▶ **Task directions**:
Among the records below, find the lines with the word "Send" and copy them.

▶ **Input**:
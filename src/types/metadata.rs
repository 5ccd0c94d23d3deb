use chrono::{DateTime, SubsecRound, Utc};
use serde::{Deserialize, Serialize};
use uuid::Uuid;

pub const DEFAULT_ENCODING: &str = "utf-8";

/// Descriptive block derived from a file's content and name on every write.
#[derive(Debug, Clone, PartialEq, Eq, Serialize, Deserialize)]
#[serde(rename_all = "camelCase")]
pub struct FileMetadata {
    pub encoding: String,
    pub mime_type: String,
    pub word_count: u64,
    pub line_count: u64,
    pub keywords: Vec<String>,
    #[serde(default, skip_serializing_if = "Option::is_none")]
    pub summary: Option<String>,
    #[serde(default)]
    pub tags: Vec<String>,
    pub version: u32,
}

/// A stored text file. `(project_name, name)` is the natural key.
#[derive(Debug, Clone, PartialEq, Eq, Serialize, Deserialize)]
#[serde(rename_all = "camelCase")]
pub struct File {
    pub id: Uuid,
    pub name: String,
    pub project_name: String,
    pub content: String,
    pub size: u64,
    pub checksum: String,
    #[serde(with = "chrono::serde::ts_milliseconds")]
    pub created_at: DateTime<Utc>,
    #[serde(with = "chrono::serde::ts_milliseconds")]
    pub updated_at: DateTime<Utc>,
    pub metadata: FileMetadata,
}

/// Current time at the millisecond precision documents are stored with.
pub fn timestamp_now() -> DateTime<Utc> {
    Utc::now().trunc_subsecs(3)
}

...

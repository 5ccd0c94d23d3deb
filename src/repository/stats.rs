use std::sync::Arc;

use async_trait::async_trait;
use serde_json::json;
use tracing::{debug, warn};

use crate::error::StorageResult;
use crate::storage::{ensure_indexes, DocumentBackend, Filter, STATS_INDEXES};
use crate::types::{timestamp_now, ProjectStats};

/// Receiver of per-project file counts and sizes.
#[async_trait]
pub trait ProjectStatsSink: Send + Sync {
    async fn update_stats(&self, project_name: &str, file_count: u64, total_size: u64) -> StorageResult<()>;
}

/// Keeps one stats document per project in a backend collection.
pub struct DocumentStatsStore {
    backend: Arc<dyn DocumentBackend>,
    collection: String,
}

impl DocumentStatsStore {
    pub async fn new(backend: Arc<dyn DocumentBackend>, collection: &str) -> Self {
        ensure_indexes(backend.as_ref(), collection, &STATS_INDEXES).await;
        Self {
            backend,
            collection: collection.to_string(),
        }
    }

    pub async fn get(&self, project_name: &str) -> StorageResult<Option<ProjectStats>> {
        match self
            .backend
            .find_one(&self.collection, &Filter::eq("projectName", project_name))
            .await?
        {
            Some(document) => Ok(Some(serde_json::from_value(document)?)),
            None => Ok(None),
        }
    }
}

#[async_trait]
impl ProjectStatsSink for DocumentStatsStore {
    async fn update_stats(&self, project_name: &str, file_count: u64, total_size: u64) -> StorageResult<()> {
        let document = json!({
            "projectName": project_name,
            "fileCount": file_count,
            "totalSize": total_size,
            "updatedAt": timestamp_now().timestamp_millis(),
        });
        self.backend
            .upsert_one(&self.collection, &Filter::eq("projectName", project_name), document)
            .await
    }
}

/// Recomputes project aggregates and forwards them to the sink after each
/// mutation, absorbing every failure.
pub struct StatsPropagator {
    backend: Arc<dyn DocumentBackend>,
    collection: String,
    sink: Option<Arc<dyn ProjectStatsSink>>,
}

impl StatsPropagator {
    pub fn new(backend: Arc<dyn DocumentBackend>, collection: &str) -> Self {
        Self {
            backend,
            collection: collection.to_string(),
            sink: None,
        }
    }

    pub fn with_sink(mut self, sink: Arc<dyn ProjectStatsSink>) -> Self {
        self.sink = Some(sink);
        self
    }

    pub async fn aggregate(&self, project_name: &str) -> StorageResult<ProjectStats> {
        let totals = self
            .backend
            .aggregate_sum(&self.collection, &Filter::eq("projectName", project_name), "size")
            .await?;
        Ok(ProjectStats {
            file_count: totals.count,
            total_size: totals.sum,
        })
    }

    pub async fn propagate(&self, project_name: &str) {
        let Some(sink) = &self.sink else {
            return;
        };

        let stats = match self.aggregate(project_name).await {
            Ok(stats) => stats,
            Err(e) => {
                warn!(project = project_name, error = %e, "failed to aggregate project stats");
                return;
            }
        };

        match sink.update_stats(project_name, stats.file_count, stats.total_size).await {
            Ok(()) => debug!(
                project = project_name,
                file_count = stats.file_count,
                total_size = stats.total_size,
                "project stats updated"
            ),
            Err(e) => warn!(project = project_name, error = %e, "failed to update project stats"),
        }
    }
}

---

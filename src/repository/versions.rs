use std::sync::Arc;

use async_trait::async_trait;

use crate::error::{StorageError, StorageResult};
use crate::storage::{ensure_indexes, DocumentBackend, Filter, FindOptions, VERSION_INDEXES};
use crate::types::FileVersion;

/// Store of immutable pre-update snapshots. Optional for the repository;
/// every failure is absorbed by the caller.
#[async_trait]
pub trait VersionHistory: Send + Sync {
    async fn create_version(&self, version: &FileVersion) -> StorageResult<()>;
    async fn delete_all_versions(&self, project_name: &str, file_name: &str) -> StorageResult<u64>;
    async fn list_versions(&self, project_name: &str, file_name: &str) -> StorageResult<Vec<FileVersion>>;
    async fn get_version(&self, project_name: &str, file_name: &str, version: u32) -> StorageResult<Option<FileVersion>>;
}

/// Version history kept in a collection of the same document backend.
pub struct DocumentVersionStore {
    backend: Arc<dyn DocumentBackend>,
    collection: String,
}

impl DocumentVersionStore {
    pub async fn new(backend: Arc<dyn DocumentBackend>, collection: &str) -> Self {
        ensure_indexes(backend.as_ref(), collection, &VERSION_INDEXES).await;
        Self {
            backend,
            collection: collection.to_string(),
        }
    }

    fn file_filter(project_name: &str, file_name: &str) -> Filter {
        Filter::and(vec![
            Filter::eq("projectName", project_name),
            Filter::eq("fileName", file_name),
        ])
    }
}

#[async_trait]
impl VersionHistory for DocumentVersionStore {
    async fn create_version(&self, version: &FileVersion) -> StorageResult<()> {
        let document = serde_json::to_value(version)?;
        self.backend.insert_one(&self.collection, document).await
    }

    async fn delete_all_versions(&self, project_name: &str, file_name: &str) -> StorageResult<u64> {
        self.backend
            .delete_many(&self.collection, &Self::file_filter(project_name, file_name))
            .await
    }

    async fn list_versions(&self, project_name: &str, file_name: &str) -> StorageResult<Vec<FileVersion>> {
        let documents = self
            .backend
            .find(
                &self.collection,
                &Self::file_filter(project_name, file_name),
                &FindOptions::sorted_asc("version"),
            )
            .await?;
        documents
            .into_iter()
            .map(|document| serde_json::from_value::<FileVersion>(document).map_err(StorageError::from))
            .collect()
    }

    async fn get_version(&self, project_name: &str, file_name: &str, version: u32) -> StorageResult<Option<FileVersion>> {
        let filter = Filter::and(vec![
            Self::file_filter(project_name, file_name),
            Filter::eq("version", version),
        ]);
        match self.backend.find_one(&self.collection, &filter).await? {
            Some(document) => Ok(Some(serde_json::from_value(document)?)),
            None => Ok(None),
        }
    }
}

▶ **Solved problem**:
pub trait ProjectStatsSink: Send + Sync {
pub trait VersionHistory: Send + Sync {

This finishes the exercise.